If the Ln+1 boundary trick is performed (see "Other random notes"), simple ordering of many files by seqNum can be done, with normal compactions eventually merging them. However, compactions in this case will have to be aware of the updated file ranges; and we will need to double check the existing logic for assumptions (see "Other random notes").
*** Store file management changes (hints at StoreFileManager boundaries).
* Adding files after flush/bulk files - files will be added to L0 with the highest seqNum.
* Splicing files in after compaction - different in a straightforward manner.
* Loading files - if we don't have the manifest file, the changes are straightforward - files inserted into new structure, etc. For migration between structures, see "Migration".
* Compaction. All of the compaction logic from HStore will obviously have to go into a swappable class, like the default parts of compaction policy, initial candidate selection, the way parallel compactions are restricted, etc. All of these for level compaction are more or less straightforward.
* Finding split point. "Middle-of-the-biggest-file" heuristic is no longer available. One simple heuristic could be - build expected size distribution by taking all segments of key space (e.g. dividing it by range boundaries of all files into small chunks) and estimating the contribution of each file to each segment by assuming linear distribution in the file. Then calculating the middle by weight.

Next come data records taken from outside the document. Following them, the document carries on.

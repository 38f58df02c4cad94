use std::f64::consts::PI;

use rand::distributions::Standard;
use rand::rngs::StdRng;
use rand::{Rng, SeedableRng};

pub trait NormalSampler {
    fn standard_normal(&mut self) -> f64;

    fn sample(&mut self, mean: f64, std_dev: f64) -> f64 {
        mean + std_dev * self.standard_normal()
    }
}

/// Box-Muller transform over any uniform generator.
///
/// Each pair of uniforms yields two normals; the sine branch is cached and
/// returned by the next call. Draws are reproducible when the underlying
/// generator is seeded (see [`BoxMuller::seeded`]).
#[derive(Debug, Clone)]
pub struct BoxMuller<R> {
    rng: R,
    cached_normal: Option<f64>,
}

impl<R: Rng> BoxMuller<R> {
    pub fn new(rng: R) -> Self {
        Self {
            rng,
            cached_normal: None,
        }
    }

    fn open_unit(&mut self) -> f64 {
        // ln(0) is undefined, so a zero draw is thrown away.
        loop {
            let u: f64 = self.rng.sample(Standard);
            if u > 0.0 {
                return u;
            }
        }
    }
}

impl BoxMuller<StdRng> {
    pub fn seeded(seed: u64) -> Self {
        Self::new(StdRng::seed_from_u64(seed))
    }
}

impl<R: Rng> NormalSampler for BoxMuller<R> {
    fn standard_normal(&mut self) -> f64 {
        if let Some(z) = self.cached_normal.take() {
            return z;
        }

        let u1 = self.open_unit();
        let u2: f64 = self.rng.sample(Standard);
        let r = (-2.0 * u1.ln()).sqrt();
        let theta = 2.0 * PI * u2;

        self.cached_normal = Some(r * theta.sin());
        r * theta.cos()
    }
}

pub fn derive_seed(base_seed: u64, stream: u64, index: u32) -> u64 {
    let mixed = base_seed ^ (stream << 32) ^ index as u64;
    splitmix64(mixed)
}

fn splitmix64(mut x: u64) -> u64 {
    x = x.wrapping_add(0x9E3779B97F4A7C15);
    let mut z = x;
    z = (z ^ (z >> 30)).wrapping_mul(0xBF58476D1CE4E5B9);
    z = (z ^ (z >> 27)).wrapping_mul(0x94D049BB133111EB);
    z ^ (z >> 31)
}
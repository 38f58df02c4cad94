use clap::Parser;
use dca_sim::api::{Cli, Command, run_http_server, run_projection};
use tracing::error;
use tracing_subscriber::EnvFilter;

#[tokio::main]
async fn main() {
    let filter = EnvFilter::try_from_default_env().unwrap_or_else(|_| EnvFilter::new("info"));
    tracing_subscriber::fmt()
        .with_env_filter(filter)
        .with_writer(std::io::stderr)
        .init();

    match Cli::parse().command {
        Command::Serve { port } => {
            if let Err(e) = run_http_server(port).await {
                error!(error = %e, "server error");
                std::process::exit(1);
            }
        }
        Command::Project(args) => match run_projection(args) {
            Ok(report) => println!("{report}"),
            Err(msg) => {
                error!(%msg, "projection failed");
                std::process::exit(1);
            }
        },
    }
}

* Getting the key before a key (K) - becomes more complicated as follows:
1) As before, we sort the files, and start looking for Cn <= K in the files one by one.
2) Once found and if Cn < K, we have to check the remaining files, updating Cn as we find better candidates (Cn < Cn+1 <= K). We can restrict the search to files whose ranges intersect (Cn, K].
3) The complexity arises if we don't find Cn in any files with range [Ai, Bi) where (Ai <= K < Bi). There is no strict method to order all the files [Ai, Bi) where Bi < K for finding next best Cn, other than some heuristic.
4) For the case (3), once we find Cn we have to do the same check as (2), potentially involving multiple files from each level (to be searched in reverse key order within each level).
* Get request file selection. Trivial - all the files where key is in range, ordered by level, then by seqNum (for level 0).
* Scan request file selection - the files picked will be all the files with ranges overlapping the scan range. There will be some changes with regard to file ordering (e.g. for example KVScannerComparator will have to use levels, followed by seqNums, rather than just seqNums).
*** Other random notes.
* One algorithm change we can consider that will:
- allow sorting the files by seqNum (sortof, see below);
- reduce I/O;
- increase storage space.
is as follows. When we compact the files from Ln and Ln+1, we can keep some files on Ln+1, reducing their "effective" range. E.g. if on Ln we do compaction for a file with range [4, 13), and on Ln+1 we have 3 matching files: [0, 5) [5, 10) and [10, 15), we can write out new files in [4, 13) on Ln+1, but instead of rewriting the data for [0, 5) and [10, 15) files into new files, we can keep them and note that they only have useful data in [0, 4) and [13, 15) ranges respectively. That will require preserving these ranges somewhere - either in manifest, or in new file metadata. Both will complicate loading store files, and manifest will also complicate store file management.
Also, note that this approach only guarantees ability to compare files by seqNum /for a particular key/. In general case, files with higher seqNum will still potentially have older data than file with lower seqNum.
* Another thing we can do which is simpler is taking multiple Ln files to reduce I/O during compaction of Ln and Ln+1. E.g. if we have Ln+1 file with range [0, 5), which gets picked up for compaction for Ln file [0, 2), we may notice that there's another Ln file with range [2, 4) (e.g. strictly within [0, 5)) and pick it up too.